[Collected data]
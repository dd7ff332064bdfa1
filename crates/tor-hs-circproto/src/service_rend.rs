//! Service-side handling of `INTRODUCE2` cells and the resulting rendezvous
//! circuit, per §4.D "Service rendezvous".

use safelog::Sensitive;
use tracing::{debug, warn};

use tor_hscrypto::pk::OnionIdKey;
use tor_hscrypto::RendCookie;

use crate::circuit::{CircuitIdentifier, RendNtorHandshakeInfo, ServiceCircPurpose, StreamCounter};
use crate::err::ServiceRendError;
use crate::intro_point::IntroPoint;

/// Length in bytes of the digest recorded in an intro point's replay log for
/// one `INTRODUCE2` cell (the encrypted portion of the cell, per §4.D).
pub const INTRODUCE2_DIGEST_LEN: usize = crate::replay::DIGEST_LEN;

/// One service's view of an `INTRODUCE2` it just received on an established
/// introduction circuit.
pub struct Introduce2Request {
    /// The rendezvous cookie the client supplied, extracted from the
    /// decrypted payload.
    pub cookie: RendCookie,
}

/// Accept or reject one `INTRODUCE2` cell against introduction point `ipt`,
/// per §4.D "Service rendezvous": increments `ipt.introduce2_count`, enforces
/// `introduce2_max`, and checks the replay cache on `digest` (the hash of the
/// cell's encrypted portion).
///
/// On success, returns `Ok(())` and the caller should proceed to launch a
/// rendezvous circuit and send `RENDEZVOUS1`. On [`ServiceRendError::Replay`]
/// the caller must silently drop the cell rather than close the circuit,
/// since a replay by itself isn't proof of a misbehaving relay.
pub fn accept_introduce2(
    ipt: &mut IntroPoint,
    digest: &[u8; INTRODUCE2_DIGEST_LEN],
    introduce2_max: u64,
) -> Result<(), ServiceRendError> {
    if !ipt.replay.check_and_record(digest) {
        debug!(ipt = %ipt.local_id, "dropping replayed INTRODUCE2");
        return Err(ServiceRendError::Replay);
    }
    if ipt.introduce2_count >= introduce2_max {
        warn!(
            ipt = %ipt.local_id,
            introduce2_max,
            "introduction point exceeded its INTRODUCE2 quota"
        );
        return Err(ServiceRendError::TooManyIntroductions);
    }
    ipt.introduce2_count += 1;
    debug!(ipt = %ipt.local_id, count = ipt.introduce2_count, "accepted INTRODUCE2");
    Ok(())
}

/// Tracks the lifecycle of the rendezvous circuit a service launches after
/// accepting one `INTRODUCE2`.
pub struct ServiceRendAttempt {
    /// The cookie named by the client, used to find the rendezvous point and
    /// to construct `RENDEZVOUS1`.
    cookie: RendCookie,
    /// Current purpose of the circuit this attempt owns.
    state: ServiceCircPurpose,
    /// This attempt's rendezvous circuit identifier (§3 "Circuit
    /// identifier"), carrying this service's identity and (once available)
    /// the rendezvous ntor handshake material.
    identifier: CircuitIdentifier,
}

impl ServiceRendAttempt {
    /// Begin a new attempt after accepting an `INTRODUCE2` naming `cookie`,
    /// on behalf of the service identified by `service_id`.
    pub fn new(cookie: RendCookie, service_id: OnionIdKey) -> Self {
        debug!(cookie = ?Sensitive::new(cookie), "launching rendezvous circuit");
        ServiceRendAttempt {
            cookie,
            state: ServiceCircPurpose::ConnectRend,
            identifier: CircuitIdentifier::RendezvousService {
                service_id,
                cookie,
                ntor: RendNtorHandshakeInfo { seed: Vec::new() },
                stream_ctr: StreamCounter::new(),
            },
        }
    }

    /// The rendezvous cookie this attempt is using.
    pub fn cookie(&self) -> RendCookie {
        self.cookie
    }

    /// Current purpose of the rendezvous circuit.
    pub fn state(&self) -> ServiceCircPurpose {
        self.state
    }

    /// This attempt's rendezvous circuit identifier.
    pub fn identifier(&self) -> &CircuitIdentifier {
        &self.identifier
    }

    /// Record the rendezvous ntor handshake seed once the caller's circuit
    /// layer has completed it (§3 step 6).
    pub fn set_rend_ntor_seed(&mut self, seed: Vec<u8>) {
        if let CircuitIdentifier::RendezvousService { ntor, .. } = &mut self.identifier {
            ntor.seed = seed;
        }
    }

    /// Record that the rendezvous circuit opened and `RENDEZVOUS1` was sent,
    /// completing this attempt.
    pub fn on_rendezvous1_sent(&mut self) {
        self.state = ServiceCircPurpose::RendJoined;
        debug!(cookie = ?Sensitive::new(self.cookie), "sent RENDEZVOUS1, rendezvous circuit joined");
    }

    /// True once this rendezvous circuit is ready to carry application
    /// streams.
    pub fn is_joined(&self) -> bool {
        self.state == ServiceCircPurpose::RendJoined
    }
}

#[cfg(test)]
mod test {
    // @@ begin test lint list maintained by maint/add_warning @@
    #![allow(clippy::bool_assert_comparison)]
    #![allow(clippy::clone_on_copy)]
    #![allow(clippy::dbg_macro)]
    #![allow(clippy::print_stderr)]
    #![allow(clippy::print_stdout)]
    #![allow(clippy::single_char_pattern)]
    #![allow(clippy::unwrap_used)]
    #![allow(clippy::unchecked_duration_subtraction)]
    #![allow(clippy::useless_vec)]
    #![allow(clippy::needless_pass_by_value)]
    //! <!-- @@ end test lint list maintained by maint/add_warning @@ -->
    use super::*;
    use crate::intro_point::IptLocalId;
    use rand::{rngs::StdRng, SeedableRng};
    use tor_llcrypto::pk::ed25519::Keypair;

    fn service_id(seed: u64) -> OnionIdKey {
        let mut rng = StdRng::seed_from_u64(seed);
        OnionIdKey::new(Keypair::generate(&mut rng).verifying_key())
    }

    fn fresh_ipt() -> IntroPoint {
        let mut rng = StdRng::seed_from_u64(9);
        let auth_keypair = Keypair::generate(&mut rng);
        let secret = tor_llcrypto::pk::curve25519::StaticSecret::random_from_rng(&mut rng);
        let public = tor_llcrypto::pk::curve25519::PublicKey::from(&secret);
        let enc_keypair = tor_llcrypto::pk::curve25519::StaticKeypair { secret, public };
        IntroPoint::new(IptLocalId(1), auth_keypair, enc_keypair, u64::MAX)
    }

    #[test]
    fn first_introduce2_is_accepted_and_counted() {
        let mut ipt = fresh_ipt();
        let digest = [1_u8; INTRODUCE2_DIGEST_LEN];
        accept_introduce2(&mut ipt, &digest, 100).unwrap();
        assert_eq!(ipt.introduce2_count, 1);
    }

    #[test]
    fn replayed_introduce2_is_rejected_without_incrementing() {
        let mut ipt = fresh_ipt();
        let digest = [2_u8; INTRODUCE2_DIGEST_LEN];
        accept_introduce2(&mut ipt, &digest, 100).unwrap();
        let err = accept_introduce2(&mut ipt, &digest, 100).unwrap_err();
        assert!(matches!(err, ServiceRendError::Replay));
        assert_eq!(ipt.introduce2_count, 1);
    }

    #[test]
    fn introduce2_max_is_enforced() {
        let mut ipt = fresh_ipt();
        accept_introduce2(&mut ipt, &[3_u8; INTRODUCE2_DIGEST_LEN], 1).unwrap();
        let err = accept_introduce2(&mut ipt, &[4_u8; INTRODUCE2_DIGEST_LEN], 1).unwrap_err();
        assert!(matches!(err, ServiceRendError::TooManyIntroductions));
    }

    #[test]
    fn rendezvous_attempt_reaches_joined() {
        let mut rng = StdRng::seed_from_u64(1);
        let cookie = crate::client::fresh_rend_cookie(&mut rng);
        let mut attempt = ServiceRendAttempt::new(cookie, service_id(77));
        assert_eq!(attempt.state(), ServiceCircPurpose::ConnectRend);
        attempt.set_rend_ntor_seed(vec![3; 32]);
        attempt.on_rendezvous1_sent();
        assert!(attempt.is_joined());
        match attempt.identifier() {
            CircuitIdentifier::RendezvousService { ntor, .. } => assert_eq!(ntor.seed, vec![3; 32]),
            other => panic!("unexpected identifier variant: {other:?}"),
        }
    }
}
---
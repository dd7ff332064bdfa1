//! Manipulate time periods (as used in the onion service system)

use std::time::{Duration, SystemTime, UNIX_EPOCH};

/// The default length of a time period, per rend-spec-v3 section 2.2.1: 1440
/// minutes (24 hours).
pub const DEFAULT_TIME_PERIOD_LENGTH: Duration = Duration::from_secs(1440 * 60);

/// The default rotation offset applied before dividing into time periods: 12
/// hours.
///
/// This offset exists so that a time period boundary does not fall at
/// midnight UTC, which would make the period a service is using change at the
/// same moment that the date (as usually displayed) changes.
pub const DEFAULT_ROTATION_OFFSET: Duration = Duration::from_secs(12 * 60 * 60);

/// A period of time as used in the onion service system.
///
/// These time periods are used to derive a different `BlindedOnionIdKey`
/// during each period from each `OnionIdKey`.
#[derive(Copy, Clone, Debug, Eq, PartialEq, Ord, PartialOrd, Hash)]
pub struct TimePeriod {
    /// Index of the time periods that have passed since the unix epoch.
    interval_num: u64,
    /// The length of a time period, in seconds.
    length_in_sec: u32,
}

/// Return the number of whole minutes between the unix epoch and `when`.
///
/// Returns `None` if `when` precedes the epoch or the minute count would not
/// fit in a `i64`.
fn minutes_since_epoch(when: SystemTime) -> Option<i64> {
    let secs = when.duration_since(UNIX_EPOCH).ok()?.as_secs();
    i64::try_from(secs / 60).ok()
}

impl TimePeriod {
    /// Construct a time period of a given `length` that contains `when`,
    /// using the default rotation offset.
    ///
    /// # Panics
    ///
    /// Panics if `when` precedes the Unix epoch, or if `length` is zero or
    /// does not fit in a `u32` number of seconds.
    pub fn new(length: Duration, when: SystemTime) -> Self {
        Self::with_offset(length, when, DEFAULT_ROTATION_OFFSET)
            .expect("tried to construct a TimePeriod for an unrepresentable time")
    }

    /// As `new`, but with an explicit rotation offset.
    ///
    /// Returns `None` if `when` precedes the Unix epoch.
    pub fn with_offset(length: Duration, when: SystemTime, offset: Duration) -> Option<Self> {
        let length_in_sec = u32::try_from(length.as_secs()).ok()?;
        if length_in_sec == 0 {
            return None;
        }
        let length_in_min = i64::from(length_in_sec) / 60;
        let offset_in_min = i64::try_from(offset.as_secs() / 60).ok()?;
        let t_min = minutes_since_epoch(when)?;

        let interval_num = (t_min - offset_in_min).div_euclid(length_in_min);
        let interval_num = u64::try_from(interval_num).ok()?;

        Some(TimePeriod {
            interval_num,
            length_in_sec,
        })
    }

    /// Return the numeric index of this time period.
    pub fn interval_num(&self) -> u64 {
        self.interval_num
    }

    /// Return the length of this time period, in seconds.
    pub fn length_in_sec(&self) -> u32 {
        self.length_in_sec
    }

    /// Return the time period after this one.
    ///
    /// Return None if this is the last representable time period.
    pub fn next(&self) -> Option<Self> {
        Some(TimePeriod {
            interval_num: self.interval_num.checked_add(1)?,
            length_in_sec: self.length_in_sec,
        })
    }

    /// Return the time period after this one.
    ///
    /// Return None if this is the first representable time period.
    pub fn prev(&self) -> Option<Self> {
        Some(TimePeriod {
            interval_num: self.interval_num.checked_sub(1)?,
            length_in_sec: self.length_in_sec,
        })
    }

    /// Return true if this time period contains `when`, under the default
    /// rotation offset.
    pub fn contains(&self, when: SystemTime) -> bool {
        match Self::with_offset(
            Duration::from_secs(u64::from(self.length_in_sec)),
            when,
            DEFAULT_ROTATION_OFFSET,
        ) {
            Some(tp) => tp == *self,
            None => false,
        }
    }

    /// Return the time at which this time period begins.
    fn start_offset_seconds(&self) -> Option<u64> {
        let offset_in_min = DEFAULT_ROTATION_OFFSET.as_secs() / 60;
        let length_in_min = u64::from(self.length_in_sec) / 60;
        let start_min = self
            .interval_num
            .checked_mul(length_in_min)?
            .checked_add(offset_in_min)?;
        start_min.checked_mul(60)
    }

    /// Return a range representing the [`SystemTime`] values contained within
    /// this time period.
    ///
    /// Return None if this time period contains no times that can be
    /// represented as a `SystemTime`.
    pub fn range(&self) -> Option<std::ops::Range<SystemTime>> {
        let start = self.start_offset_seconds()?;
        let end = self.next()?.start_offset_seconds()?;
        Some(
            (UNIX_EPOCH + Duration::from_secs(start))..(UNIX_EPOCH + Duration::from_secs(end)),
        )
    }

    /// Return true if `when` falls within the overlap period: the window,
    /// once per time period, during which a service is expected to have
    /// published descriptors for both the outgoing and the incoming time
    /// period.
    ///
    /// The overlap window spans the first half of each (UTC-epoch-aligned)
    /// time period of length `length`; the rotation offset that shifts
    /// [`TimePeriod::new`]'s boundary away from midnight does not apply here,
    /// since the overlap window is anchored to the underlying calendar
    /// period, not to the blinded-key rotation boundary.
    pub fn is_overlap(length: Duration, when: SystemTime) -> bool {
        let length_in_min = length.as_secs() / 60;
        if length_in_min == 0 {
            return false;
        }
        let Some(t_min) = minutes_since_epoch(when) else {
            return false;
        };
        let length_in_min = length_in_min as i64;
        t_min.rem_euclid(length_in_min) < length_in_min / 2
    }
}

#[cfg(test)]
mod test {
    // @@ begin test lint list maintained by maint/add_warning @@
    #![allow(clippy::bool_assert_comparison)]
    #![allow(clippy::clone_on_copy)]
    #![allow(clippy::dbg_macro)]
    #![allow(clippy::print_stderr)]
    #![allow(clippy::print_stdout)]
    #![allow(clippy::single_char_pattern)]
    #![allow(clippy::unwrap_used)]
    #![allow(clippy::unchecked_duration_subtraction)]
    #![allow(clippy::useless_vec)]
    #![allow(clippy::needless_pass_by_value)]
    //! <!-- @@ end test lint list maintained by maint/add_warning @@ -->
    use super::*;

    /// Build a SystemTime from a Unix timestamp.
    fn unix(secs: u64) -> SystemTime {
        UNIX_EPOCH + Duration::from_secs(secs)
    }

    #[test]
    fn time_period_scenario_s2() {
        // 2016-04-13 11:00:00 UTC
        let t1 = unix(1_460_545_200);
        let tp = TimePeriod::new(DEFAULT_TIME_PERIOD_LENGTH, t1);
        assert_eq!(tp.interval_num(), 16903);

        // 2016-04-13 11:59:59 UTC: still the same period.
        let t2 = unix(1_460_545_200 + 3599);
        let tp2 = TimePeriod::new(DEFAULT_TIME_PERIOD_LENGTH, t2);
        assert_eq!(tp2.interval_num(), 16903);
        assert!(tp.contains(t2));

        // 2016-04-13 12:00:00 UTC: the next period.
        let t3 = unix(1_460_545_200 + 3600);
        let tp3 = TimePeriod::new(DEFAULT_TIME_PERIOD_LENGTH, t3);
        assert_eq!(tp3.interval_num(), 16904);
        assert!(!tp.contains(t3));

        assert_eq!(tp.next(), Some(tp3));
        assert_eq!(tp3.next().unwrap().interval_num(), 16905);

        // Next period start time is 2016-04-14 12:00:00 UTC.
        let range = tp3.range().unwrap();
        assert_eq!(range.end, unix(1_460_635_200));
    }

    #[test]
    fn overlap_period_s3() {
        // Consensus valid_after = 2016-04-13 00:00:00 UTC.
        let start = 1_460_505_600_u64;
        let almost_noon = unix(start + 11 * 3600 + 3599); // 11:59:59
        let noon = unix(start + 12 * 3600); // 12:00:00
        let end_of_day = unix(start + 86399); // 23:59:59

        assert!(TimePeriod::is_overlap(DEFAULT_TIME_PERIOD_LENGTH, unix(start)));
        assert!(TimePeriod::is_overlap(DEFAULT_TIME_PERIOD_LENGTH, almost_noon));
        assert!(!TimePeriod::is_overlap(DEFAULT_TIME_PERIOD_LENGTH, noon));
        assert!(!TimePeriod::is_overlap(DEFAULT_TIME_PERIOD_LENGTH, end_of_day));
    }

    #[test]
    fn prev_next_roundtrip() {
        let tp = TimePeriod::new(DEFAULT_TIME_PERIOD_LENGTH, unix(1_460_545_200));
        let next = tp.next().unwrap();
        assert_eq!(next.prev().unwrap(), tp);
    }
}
---
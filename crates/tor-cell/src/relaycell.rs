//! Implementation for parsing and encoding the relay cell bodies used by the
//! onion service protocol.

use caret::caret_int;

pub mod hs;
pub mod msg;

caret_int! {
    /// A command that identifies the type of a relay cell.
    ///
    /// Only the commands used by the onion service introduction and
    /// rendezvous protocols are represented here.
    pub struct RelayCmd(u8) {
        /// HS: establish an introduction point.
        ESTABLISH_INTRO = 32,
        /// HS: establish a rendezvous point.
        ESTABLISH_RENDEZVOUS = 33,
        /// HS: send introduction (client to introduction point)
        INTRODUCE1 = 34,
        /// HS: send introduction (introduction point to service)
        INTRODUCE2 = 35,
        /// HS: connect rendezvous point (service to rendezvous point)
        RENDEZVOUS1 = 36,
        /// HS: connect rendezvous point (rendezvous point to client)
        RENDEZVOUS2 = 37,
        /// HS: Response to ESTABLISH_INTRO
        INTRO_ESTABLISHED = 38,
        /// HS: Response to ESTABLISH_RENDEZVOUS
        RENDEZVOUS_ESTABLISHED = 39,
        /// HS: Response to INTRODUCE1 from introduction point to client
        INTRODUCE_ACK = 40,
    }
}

Problem |
Exactly how many lines in the records above hold the string "encrypted"? Reply with that number only.

Solved exercise |
2